When the guards came over, she just finished reading to the boys.
“You, snitch!” her husband hissed, being framed away by two burly red-haired guards. Her mother-in-law was shouting at the guards and even went as far as hitting one of them, which resulted in her being taken away too.
The young mother was trembling, no gloatful joy inside.
“You’ll be sorry!” The brother-in-law shouted and followed his relatives.
She felt she won’t.
What she would be - she would be missing. That ewe, that innocence.

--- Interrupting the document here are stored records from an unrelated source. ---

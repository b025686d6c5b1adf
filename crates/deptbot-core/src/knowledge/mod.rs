//! Static department knowledge base.
//!
//! ## Department layout
//!
//! The responder serves six records, five academic departments plus one
//! synthetic bucket for cross-cutting facts:
//!
//! | Id                     | Holds                                          |
//! |------------------------|------------------------------------------------|
//! | ComputerScience        | facilities, courses, admission, description    |
//! | ElectricalEngineering  | facilities, courses, admission                 |
//! | MechanicalEngineering  | facilities                                     |
//! | CivilEngineering       | facilities                                     |
//! | Architecture           | facilities                                     |
//! | General                | campus-wide admission rules, fee schedule      |
//!
//! The table is built once at process start and never mutated; `General` is
//! the fallback source for admission and fee facts regardless of which
//! department a query matched.

mod store;

pub use store::{DepartmentId, DepartmentRecord, KnowledgeBase};
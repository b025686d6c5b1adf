//! deptbot-core: rule-based department question answering.
//!
//! Control flow is strictly linear per query: guardrail → classifier →
//! composer, over a knowledge base that is immutable after construction.
//! The whole path is a total function, so any number of queries can be
//! processed concurrently without locking.

mod agent;
mod classify;
mod compose;
mod knowledge;
mod shared;

pub use agent::QueryProcessor;
pub use classify::{classify, is_related, Classification, Intent};
pub use compose::compose;
pub use knowledge::{DepartmentId, DepartmentRecord, KnowledgeBase};
pub use shared::{CoreConfig, QueryResponse};
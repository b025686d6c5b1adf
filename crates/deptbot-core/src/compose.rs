//! Response composition: turns a (department, intent) pair into the final
//! markdown answer.
//!
//! Pure function of the knowledge base and the two classification values.
//! Every branch ends in a string; there is no failing operation anywhere in
//! this path, so the composer is total and needs no error type.

use crate::classify::Intent;
use crate::knowledge::{DepartmentId, KnowledgeBase};

const FALLBACK_DEPARTMENT_NAME: &str = "UET Department";

/// Composes the answer body plus the fixed footer. Calling twice with the
/// same inputs yields byte-identical output.
pub fn compose(kb: &KnowledgeBase, department: DepartmentId, intent: Intent) -> String {
    let record = kb.get(department);
    let general = kb.general();
    let mut parts: Vec<String> = Vec::new();

    if department != DepartmentId::General {
        parts.push(format!(
            "## {}",
            record.name.unwrap_or(FALLBACK_DEPARTMENT_NAME)
        ));
        parts.push(String::new());
    }

    match intent {
        Intent::Facilities => {
            parts.push("### 🏢 Lab Facilities & Infrastructure".to_string());
            if record.facilities.is_empty() {
                parts.push(
                    "This department has state-of-the-art laboratory facilities including \
                     specialized labs, equipment, and research centers."
                        .to_string(),
                );
                parts.push(
                    "*For specific lab details, please check the department section in the UET \
                     Prospectus.*"
                        .to_string(),
                );
            } else {
                push_numbered(&mut parts, record.facilities);
            }
        }
        Intent::Admission => {
            parts.push("### 📝 Admission Requirements".to_string());
            // Department-specific block first, then the campus-wide rules.
            if !record.admission.is_empty() {
                parts.push("**Department-specific requirements:**".to_string());
                push_numbered(&mut parts, record.admission);
                parts.push(String::new());
            }
            if !general.admission.is_empty() {
                parts.push("**General requirements for all UET programs:**".to_string());
                push_numbered(&mut parts, general.admission);
            }
        }
        Intent::Courses => {
            parts.push("### 📚 Academic Programs".to_string());
            if record.courses.is_empty() {
                parts.push(format!(
                    "The {} offers both undergraduate and graduate programs.",
                    record.name.unwrap_or("department")
                ));
                parts.push(
                    "*Detailed course listings are available in the academic programs section.*"
                        .to_string(),
                );
            } else {
                push_numbered(&mut parts, record.courses);
            }
        }
        Intent::Fees => {
            // Fees are never department-specific; always read from General.
            parts.push("### 💰 Fee Structure".to_string());
            if general.fees.is_empty() {
                parts.push(
                    "Approximate tuition fee: $2,000 per semester for undergraduate programs."
                        .to_string(),
                );
                parts.push(
                    "*Exact fee details are provided in the finance section of the prospectus.*"
                        .to_string(),
                );
            } else {
                push_numbered(&mut parts, general.fees);
            }
        }
        Intent::Description => match record.description {
            Some(description) => {
                parts.push("### ℹ️ Overview".to_string());
                parts.push(description.to_string());
            }
            None => {
                parts.push(format!(
                    "### {}",
                    record.name.unwrap_or(FALLBACK_DEPARTMENT_NAME)
                ));
                parts.push(
                    "This department offers quality engineering education with modern facilities \
                     and experienced faculty."
                        .to_string(),
                );
            }
        },
        Intent::General => {
            // Fixed overview; intentionally ignores the matched department.
            parts.push("### ℹ️ UET Department Information".to_string());
            parts.push(
                "The University of Engineering and Technology (UET) offers various engineering \
                 programs through its departments:"
                    .to_string(),
            );
            parts.push(String::new());
            parts.push("- Computer Science & Information Technology".to_string());
            parts.push("- Electrical Engineering".to_string());
            parts.push("- Mechanical Engineering".to_string());
            parts.push("- Civil Engineering".to_string());
            parts.push("- Architecture & Planning".to_string());
            parts.push("- Chemical Engineering".to_string());
            parts.push(String::new());
            parts.push("For specific information, please ask about:".to_string());
            parts.push("- Lab facilities in a department".to_string());
            parts.push("- Admission requirements".to_string());
            parts.push("- Course offerings".to_string());
            parts.push("- Fee structure".to_string());
        }
    }

    parts.push(String::new());
    parts.push("---".to_string());
    parts.push("**Source:** UET Prospectus & Department Information".to_string());
    parts.push(
        "*This information is based on typical UET department offerings. Refer to the official \
         prospectus for exact details.*"
            .to_string(),
    );

    parts.join("\n")
}

/// 1-based sequential numbering with no gaps.
fn push_numbered(parts: &mut Vec<String>, items: &[&str]) {
    for (i, item) in items.iter().enumerate() {
        parts.push(format!("{}. {}", i + 1, item));
    }
}

#[cfg(test)]
mod tests {
    use super::*;

    fn kb() -> KnowledgeBase {
        KnowledgeBase::new()
    }

    const FOOTER: &str = "---\n**Source:** UET Prospectus & Department Information\n\
        *This information is based on typical UET department offerings. Refer to the official \
         prospectus for exact details.*";

    #[test]
    fn facilities_lists_department_facilities_in_order() {
        let out = compose(&kb(), DepartmentId::ComputerScience, Intent::Facilities);
        assert!(out.starts_with("## Computer Science Department\n"));
        assert!(out.contains("### 🏢 Lab Facilities & Infrastructure"));
        assert!(out.contains("1. Advanced Computing Lab with high-performance workstations"));
        assert!(out.contains("6. Computer Architecture and Organization Lab"));
        assert!(!out.contains("7. "));
    }

    #[test]
    fn admission_renders_department_then_general_sections() {
        let out = compose(&kb(), DepartmentId::ComputerScience, Intent::Admission);
        let dept_at = out
            .find("**Department-specific requirements:**")
            .expect("department block");
        let general_at = out
            .find("**General requirements for all UET programs:**")
            .expect("general block");
        assert!(dept_at < general_at);
        assert!(out.contains("1. Minimum 60% marks in Intermediate/FSC"));
        assert!(out.contains("1. Application through UET admission portal"));
    }

    #[test]
    fn admission_without_department_list_renders_general_only() {
        let out = compose(&kb(), DepartmentId::MechanicalEngineering, Intent::Admission);
        assert!(!out.contains("**Department-specific requirements:**"));
        assert!(out.contains("**General requirements for all UET programs:**"));
    }

    #[test]
    fn fees_always_come_from_general() {
        let with_dept = compose(&kb(), DepartmentId::CivilEngineering, Intent::Fees);
        let general_only = compose(&kb(), DepartmentId::General, Intent::Fees);
        for out in [&with_dept, &general_only] {
            assert!(out.contains("### 💰 Fee Structure"));
            assert!(out.contains("1. Tuition fee: Approximately $2,000 per semester"));
            assert!(out.contains("4. Security deposit: $200 (one-time, refundable)"));
        }
        // Only the department header differs.
        assert!(with_dept.starts_with("## Civil Engineering Department\n"));
        assert!(general_only.starts_with("### 💰 Fee Structure"));
    }

    #[test]
    fn courses_fall_back_when_department_has_none() {
        let out = compose(&kb(), DepartmentId::Architecture, Intent::Courses);
        assert!(out.contains(
            "The Architecture Department offers both undergraduate and graduate programs."
        ));
        assert!(out.contains("*Detailed course listings are available"));
    }

    #[test]
    fn description_uses_record_text_or_boilerplate() {
        let described = compose(&kb(), DepartmentId::ComputerScience, Intent::Description);
        assert!(described.contains("### ℹ️ Overview"));
        assert!(described.contains("The Department of Computer Science offers cutting-edge"));

        let boilerplate = compose(&kb(), DepartmentId::CivilEngineering, Intent::Description);
        assert!(boilerplate.contains("### Civil Engineering Department"));
        assert!(boilerplate.contains("quality engineering education"));
    }

    #[test]
    fn general_intent_emits_fixed_overview_ignoring_department() {
        let a = compose(&kb(), DepartmentId::ComputerScience, Intent::General);
        let b = compose(&kb(), DepartmentId::Architecture, Intent::General);
        // Identical bodies apart from the department header lines.
        assert!(a.contains("### ℹ️ UET Department Information"));
        assert!(a.contains("- Chemical Engineering"));
        assert!(a.contains("- Fee structure"));
        assert_eq!(
            a.splitn(3, '\n').nth(2),
            b.splitn(3, '\n').nth(2),
            "overview body must not depend on the matched department"
        );
    }

    #[test]
    fn every_response_ends_with_the_fixed_footer() {
        for department in DepartmentId::all() {
            for intent in [
                Intent::Facilities,
                Intent::Admission,
                Intent::Courses,
                Intent::Fees,
                Intent::Description,
                Intent::General,
            ] {
                let out = compose(&kb(), department, intent);
                assert!(out.ends_with(FOOTER), "{department}/{intent}");
            }
        }
    }

    #[test]
    fn compose_is_idempotent() {
        let kb = kb();
        let first = compose(&kb, DepartmentId::ElectricalEngineering, Intent::Courses);
        let second = compose(&kb, DepartmentId::ElectricalEngineering, Intent::Courses);
        assert_eq!(first, second);
    }
}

She needed a minute - or a lifetime - to mourn herself. She no longer was what she thought she ought to be. She no longer was who she loved the most - meek, obedient sheep, serving people endlessly.
And she took a lungful of air and suddenly burst into tears. That’ what the spiritualist meant by speeding things up.
She loved being good and comfortable for everyone. Oh Mercies, how would she live now? She probably was no longer the Goddess’ most preferred human. But that - the Goddess was famous for giving prompt feedbacks. She’d know. She wouldn’t be left in the dark.
And not spawning bad entities around her on a daily basis was good, wasn’t it?